:: PROMPT ::
Show the lines below that contain the string "ContextDestroyed".

:: INPUT MATERIAL ::
- Opening Delimiter -
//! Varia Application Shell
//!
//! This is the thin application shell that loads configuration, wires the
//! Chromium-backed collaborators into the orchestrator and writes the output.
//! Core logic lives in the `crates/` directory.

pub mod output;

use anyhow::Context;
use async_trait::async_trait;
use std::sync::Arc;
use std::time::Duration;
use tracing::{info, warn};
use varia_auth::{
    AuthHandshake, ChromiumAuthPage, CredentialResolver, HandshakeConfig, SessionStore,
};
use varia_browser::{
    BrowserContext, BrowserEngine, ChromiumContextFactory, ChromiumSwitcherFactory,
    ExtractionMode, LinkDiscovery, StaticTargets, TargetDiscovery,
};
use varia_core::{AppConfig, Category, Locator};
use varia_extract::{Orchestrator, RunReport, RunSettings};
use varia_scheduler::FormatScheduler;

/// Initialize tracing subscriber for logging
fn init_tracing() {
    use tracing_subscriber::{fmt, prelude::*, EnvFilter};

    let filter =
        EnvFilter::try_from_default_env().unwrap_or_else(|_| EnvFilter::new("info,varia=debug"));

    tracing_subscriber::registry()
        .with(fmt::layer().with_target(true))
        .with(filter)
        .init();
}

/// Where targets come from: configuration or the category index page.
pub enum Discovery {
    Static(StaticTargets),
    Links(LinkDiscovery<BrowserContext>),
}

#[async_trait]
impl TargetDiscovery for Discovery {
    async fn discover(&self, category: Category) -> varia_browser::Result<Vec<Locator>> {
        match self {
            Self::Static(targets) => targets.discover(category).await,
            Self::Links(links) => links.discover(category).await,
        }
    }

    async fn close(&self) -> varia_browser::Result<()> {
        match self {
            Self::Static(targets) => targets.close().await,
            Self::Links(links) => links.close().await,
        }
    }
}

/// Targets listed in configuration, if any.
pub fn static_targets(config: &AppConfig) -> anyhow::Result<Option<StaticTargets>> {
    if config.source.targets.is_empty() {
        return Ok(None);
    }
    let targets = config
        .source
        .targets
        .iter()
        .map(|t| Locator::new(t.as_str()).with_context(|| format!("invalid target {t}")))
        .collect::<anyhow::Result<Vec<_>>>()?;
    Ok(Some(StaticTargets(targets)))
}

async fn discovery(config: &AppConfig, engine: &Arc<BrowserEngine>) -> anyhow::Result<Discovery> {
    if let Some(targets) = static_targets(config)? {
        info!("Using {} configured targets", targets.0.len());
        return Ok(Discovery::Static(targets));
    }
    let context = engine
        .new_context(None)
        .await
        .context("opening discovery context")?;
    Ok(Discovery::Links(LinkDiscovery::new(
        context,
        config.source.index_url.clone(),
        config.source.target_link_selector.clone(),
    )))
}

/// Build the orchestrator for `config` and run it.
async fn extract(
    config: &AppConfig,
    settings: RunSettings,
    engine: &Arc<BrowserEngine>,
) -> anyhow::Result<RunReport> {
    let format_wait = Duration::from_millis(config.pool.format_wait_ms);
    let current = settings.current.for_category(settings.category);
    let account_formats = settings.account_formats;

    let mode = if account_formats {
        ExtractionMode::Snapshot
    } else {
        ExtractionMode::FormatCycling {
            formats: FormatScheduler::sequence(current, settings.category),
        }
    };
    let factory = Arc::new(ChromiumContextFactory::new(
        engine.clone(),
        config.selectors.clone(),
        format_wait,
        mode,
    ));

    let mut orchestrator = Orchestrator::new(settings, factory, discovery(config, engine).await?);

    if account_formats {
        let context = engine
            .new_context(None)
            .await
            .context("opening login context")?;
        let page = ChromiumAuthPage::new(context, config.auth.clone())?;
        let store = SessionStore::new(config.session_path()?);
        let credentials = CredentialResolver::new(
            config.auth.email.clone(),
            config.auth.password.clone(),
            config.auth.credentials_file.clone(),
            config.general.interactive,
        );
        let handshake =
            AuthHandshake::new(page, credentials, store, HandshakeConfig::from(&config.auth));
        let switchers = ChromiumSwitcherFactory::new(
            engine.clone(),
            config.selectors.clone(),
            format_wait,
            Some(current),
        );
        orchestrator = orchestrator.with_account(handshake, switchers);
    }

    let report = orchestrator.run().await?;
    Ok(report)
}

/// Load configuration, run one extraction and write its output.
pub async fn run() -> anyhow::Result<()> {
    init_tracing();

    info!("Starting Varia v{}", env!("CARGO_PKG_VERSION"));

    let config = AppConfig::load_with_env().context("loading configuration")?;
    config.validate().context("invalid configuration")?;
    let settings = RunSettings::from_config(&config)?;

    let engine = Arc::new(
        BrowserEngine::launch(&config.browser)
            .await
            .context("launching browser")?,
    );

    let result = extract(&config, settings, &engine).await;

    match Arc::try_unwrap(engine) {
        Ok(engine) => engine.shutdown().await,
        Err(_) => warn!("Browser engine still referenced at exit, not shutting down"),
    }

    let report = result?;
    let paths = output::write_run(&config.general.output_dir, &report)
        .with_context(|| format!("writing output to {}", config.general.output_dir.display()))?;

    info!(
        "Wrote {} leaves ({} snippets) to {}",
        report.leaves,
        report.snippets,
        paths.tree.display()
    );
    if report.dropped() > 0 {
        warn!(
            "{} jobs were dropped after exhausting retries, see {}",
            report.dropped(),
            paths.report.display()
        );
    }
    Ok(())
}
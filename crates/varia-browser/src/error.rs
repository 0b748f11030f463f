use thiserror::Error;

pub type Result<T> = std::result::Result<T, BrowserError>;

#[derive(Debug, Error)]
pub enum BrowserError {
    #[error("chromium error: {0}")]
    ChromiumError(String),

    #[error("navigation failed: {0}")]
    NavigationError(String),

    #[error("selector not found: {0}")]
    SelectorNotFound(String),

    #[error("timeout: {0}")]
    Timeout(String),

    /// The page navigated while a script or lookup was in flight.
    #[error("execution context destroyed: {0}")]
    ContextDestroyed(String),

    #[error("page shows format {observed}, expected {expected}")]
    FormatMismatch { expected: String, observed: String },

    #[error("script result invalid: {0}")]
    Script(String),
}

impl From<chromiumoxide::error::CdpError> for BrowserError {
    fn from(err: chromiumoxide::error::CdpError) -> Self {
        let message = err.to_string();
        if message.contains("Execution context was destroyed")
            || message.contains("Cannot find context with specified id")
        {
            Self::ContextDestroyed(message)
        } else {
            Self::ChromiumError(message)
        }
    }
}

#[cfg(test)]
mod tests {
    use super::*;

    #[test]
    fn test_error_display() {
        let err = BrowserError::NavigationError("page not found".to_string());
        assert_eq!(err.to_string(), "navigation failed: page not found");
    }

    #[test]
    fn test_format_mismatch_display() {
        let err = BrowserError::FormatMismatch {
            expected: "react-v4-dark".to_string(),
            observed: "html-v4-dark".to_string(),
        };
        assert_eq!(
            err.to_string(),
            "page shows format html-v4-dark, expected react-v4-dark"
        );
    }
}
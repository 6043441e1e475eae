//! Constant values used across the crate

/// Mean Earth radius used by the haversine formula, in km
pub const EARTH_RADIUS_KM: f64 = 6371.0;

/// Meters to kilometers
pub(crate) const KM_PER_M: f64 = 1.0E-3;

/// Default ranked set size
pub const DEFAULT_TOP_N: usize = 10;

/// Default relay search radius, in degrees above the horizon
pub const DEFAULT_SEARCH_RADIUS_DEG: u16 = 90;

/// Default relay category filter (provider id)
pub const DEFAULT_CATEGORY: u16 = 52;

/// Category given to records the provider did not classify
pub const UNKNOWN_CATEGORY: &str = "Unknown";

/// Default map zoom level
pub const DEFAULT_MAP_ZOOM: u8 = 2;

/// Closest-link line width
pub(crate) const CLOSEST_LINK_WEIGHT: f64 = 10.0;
- Closing Delimiter -
:: ANSWER FOR THE TASK ::
    ContextDestroyed(String),
            Self::ContextDestroyed(message)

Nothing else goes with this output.